Mi ha strappato via la mano crudele di una strega;
poiché si trova dappertutto sulla terra e nuoce con la sua arte,
voi, genitori, custodite i vostri bambini
affinché il dolore non invada il vostro cuore e vi rimanga.


(CIL VI, 3, 19747)

Agli albori della civiltà romana, dalla fondazione della città, fino alla metà dell’età repubblicana, il termine “mago” secondo la nostra accezione classica era sconosciuto, ma con l’ampliamento dei territori conquistati, Roma acquisì nuove tradizioni. Gli antichi romani non annientavano i culti dei nuovi popoli perchè essi rappresentavano la continuità della Repubblica romana e dell’Impero. I nuovi flussi di persone, all’interno del nuovo Stato, diedero vita al termine “magus” (nel corso del I secolo a.C.) ad indicare coloro che praticavano le arti magiche.

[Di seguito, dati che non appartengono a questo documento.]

//! Rollout watching
//!
//! Every applied workload with a native rollout gets its own task waiting on the
//! rollout status; a workload with a monitor URL gets a second task polling the
//! external monitor. A watch phase succeeds once every task has succeeded and
//! fails on the first error from any of them.
//!
//! Tasks still running when a phase fails are left to finish on their own.
//! Their late failures are only logged.

use std::sync::Arc;
use std::time::Duration;

use futures::future::join_all;
use tokio::sync::mpsc;
use tracing::Instrument;

use crate::cluster::ClusterClient;
use crate::error::{KubeError, ReleaseError};
use crate::manifest::RenderedResource;
use crate::monitor::ExternalMonitor;

type UnitResult = Result<(), ReleaseError>;

/// Watches workloads in one namespace
#[derive(Clone)]
pub struct Watcher {
    cluster: Arc<dyn ClusterClient>,
    monitor: Arc<dyn ExternalMonitor>,
    namespace: String,
    credential: Option<String>,
    rollout_timeout: Duration,
    rollback_timeout: Duration,
    monitors_enabled: bool,
    enabled: bool,
}

impl Watcher {
    pub fn new(
        cluster: Arc<dyn ClusterClient>,
        monitor: Arc<dyn ExternalMonitor>,
        namespace: impl Into<String>,
    ) -> Self {
        Self {
            cluster,
            monitor,
            namespace: namespace.into(),
            credential: None,
            rollout_timeout: Duration::from_secs(300),
            rollback_timeout: Duration::from_secs(300),
            monitors_enabled: true,
            enabled: true,
        }
    }

    /// Credential passed to the external monitor
    pub fn with_credential(mut self, credential: Option<String>) -> Self {
        self.credential = credential;
        self
    }

    /// Defaults used when a resource has no timeout annotation
    pub fn with_timeouts(mut self, rollout: Duration, rollback: Duration) -> Self {
        self.rollout_timeout = rollout;
        self.rollback_timeout = rollback;
        self
    }

    /// Review apps never run external monitors
    pub fn with_monitors(mut self, enabled: bool) -> Self {
        self.monitors_enabled = enabled;
        self
    }

    /// A disabled watcher treats every phase as healthy
    pub fn with_watching(mut self, enabled: bool) -> Self {
        self.enabled = enabled;
        self
    }

    /// Resources a watch phase will wait on
    pub fn watched<'r>(&self, resources: &'r [RenderedResource]) -> Vec<&'r RenderedResource> {
        if !self.enabled {
            return Vec::new();
        }
        resources.iter().filter(|r| r.supports_rollback()).collect()
    }

    /// Wait for every workload to roll out; first error wins
    pub async fn watch_workloads(&self, resources: &[RenderedResource]) -> UnitResult {
        let watched = self.watched(resources);
        if watched.is_empty() {
            return Ok(());
        }

        let (tx, mut rx) = mpsc::unbounded_channel::<UnitResult>();
        let mut units = 0usize;

        for resource in watched {
            let span = tracing::info_span!(
                "watch",
                resource_kind = %resource.kind,
                resource_name = %resource.name
            );

            units += 1;
            let watcher = self.clone();
            let rollout_resource = resource.clone();
            let timeout = resource.rollout_timeout(self.rollout_timeout);
            spawn_unit(
                &tx,
                resource,
                async move { watcher.rollout(&rollout_resource, timeout).await },
                span.clone(),
            );

            if let Some(url) = self.monitor_url(resource) {
                units += 1;
                let watcher = self.clone();
                let monitor_resource = resource.clone();
                let url = url.to_string();
                spawn_unit(
                    &tx,
                    resource,
                    async move { watcher.watch_monitor(&monitor_resource, &url).await },
                    span,
                );
            }
        }
        drop(tx);

        let mut completed = 0usize;
        while let Some(result) = rx.recv().await {
            completed += 1;
            if let Err(e) = result {
                if completed < units {
                    tokio::spawn(drain_late_failures(rx));
                }
                return Err(e);
            }
        }
        Ok(())
    }

    /// Wait for every reverted workload; all errors are returned
    pub async fn watch_rollback(&self, resources: &[RenderedResource]) -> Vec<ReleaseError> {
        let units = self.watched(resources).into_iter().map(|resource| {
            let span = tracing::info_span!(
                "watch_rollback",
                resource_kind = %resource.kind,
                resource_name = %resource.name
            );
            let timeout = resource.rollback_timeout(self.rollback_timeout);
            async move {
                self.cluster
                    .rollout_status(&resource.kind, &resource.name, &self.namespace, timeout)
                    .await
                    .map_err(|e| ReleaseError::watch_rollback(resource.resource_ref(), e))
            }
            .instrument(span)
        });

        join_all(units)
            .await
            .into_iter()
            .filter_map(Result::err)
            .collect()
    }

    fn monitor_url<'r>(&self, resource: &'r RenderedResource) -> Option<&'r str> {
        if !self.monitors_enabled {
            return None;
        }
        resource.policy.monitor_url.as_deref()
    }

    async fn rollout(&self, resource: &RenderedResource, timeout: Duration) -> UnitResult {
        tracing::debug!(timeout_secs = timeout.as_secs(), "waiting for rollout");
        self.cluster
            .rollout_status(&resource.kind, &resource.name, &self.namespace, timeout)
            .await
            .map_err(|e| ReleaseError::watch(resource.resource_ref(), e))
    }

    async fn watch_monitor(&self, resource: &RenderedResource, url: &str) -> UnitResult {
        let window = resource.policy.monitor_window.unwrap_or_default();
        tracing::debug!(%url, window_secs = window.as_secs(), "watching external monitor");
        let outcome = self
            .monitor
            .check(url, self.credential.as_deref(), window)
            .await;
        if outcome.healthy {
            Ok(())
        } else {
            Err(ReleaseError::monitor(
                resource.resource_ref(),
                KubeError::MonitorUnhealthy {
                    url: url.to_string(),
                    detail: outcome.detail,
                },
            ))
        }
    }
}

/// Run one watch unit in the background and report exactly one result for it
fn spawn_unit<F>(
    tx: &mpsc::UnboundedSender<UnitResult>,
    resource: &RenderedResource,
    unit: F,
    span: tracing::Span,
) where
    F: Future<Output = UnitResult> + Send + 'static,
{
    let tx = tx.clone();
    let resource = resource.resource_ref();
    let handle = tokio::spawn(unit.instrument(span));
    tokio::spawn(async move {
        let result = match handle.await {
            Ok(result) => result,
            Err(e) => Err(ReleaseError::watch(
                resource.clone(),
                KubeError::RolloutFailed {
                    resource: resource.to_string(),
                    message: format!("watch task aborted: {}", e),
                },
            )),
        };
        let _ = tx.send(result);
    });
}

async fn drain_late_failures(mut rx: mpsc::UnboundedReceiver<UnitResult>) {
    while let Some(result) = rx.recv().await {
        if let Err(e) = result {
            e.log();
        }
    }
}

#[cfg(test)]
mod tests {
    use super::*;
    use crate::annotations::ResourcePolicy;
    use crate::cluster::{MockCluster, MockOp};
    use crate::error::Stage;
    use crate::monitor::StaticMonitor;
    use tuber_core::ResourceRef;

    fn workload(kind: &str, name: &str) -> RenderedResource {
        RenderedResource {
            kind: kind.to_string(),
            name: name.to_string(),
            manifest: String::new(),
            policy: ResourcePolicy::default(),
        }
    }

    fn monitored(name: &str) -> RenderedResource {
        let mut r = workload("Deployment", name);
        r.policy.monitor_url = Some(format!("https://sentry.example/{}", name));
        r.policy.monitor_window = Some(Duration::from_secs(60));
        r
    }

    fn watcher(cluster: &MockCluster, monitor: StaticMonitor) -> Watcher {
        Watcher::new(Arc::new(cluster.clone()), Arc::new(monitor), "shop")
            .with_credential(Some("token".to_string()))
    }

    #[tokio::test]
    async fn test_all_healthy() {
        let cluster = MockCluster::new();
        let w = watcher(&cluster, StaticMonitor::healthy());

        w.watch_workloads(&[workload("Deployment", "web"), workload("StatefulSet", "db")])
            .await
            .unwrap();
        assert_eq!(cluster.rollout_checked().len(), 2);
    }

    #[tokio::test]
    async fn test_pods_and_configs_are_not_watched() {
        let cluster = MockCluster::new();
        let w = watcher(&cluster, StaticMonitor::healthy());

        w.watch_workloads(&[workload("Pod", "oneoff"), workload("Service", "web")])
            .await
            .unwrap();
        assert!(cluster.calls().is_empty());
    }

    #[tokio::test]
    async fn test_first_error_wins() {
        let cluster = MockCluster::new();
        cluster.fail(MockOp::RolloutStatus, "Deployment", "web", "progress deadline exceeded");
        cluster.delay_rollout("Deployment", "slow", Duration::from_secs(30));
        let w = watcher(&cluster, StaticMonitor::healthy());

        let started = tokio::time::Instant::now();
        let err = w
            .watch_workloads(&[workload("Deployment", "slow"), workload("Deployment", "web")])
            .await
            .unwrap_err();

        assert_eq!(err.stage, Stage::Watch);
        assert_eq!(err.resource, Some(ResourceRef::new("Deployment", "web")));
        assert!(started.elapsed() < Duration::from_secs(30));
    }

    #[tokio::test]
    async fn test_monitor_failure_is_distinct() {
        let cluster = MockCluster::new();
        let monitor = StaticMonitor::unhealthy("sentry issue detected");
        let w = watcher(&cluster, monitor.clone());

        let err = w.watch_workloads(&[monitored("web")]).await.unwrap_err();
        assert!(err.is_monitor_failure());
        assert_eq!(monitor.checks()[0].credential.as_deref(), Some("token"));
        assert_eq!(monitor.checks()[0].window, Duration::from_secs(60));
    }

    #[tokio::test]
    async fn test_review_apps_skip_monitors() {
        let cluster = MockCluster::new();
        let monitor = StaticMonitor::unhealthy("down");
        let w = watcher(&cluster, monitor.clone()).with_monitors(false);

        w.watch_workloads(&[monitored("web")]).await.unwrap();
        assert!(monitor.checks().is_empty());
        assert_eq!(cluster.rollout_checked().len(), 1);
    }

    #[tokio::test]
    async fn test_disabled_watcher() {
        let cluster = MockCluster::new();
        cluster.fail(MockOp::RolloutStatus, "Deployment", "web", "broken");
        let w = watcher(&cluster, StaticMonitor::healthy()).with_watching(false);

        w.watch_workloads(&[workload("Deployment", "web")]).await.unwrap();
        assert!(cluster.calls().is_empty());
    }

    #[tokio::test]
    async fn test_timeouts_from_annotations() {
        let cluster = MockCluster::new();
        let w = watcher(&cluster, StaticMonitor::healthy())
            .with_timeouts(Duration::from_secs(120), Duration::from_secs(60));

        let mut annotated = workload("Deployment", "web");
        annotated.policy.rollout_timeout = Some(Duration::from_secs(900));
        w.watch_workloads(&[annotated, workload("Deployment", "worker")])
            .await
            .unwrap();

        let mut timeouts: Vec<Duration> = cluster
            .calls()
            .into_iter()
            .filter_map(|c| match c {
                crate::cluster::ClusterCall::RolloutStatus { timeout, .. } => Some(timeout),
                _ => None,
            })
            .collect();
        timeouts.sort();
        assert_eq!(timeouts, vec![Duration::from_secs(120), Duration::from_secs(900)]);
    }

    #[tokio::test]
    async fn test_watch_rollback_collects_all_errors() {
        let cluster = MockCluster::new();
        cluster.fail(MockOp::RolloutStatus, "Deployment", "a", "x");
        cluster.fail(MockOp::RolloutStatus, "Deployment", "b", "y");
        let w = watcher(&cluster, StaticMonitor::healthy());

        let errors = w
            .watch_rollback(&[
                workload("Deployment", "a"),
                workload("Deployment", "b"),
                workload("Deployment", "c"),
            ])
            .await;
        assert_eq!(errors.len(), 2);
        assert!(errors.iter().all(|e| e.stage == Stage::WatchRollback));
    }
}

I maghi trattavano nozioni mediche e religiose, facendo fiore metodi per propiziare la nascita di un figlio, oppure venivano esercitati dei riti per mantenere un nascituro, o la madre che lo aveva partorito, in vita, dato che la mortalità durante il parto, sia del figlio appena nato che della madre era molto alta. Filtri d’amore, pozioni per lenire il dolore o riti per attirare la fortuna erano alcuni degli equilibri sul quale si interrogavano per creare magie apposite. Dall’antica roma, all’inquisizione ad oggi, queste creature emblematiche hanno vissuto accanto alla gente comune e, spesso, irriconoscibili da quest’ultime.

ANEDDOTI

Due aneddoti in particolare ci fanno riflettere su come funzionava all’epoca il meccanismo della magia e della stregoneria nell’antica Roma.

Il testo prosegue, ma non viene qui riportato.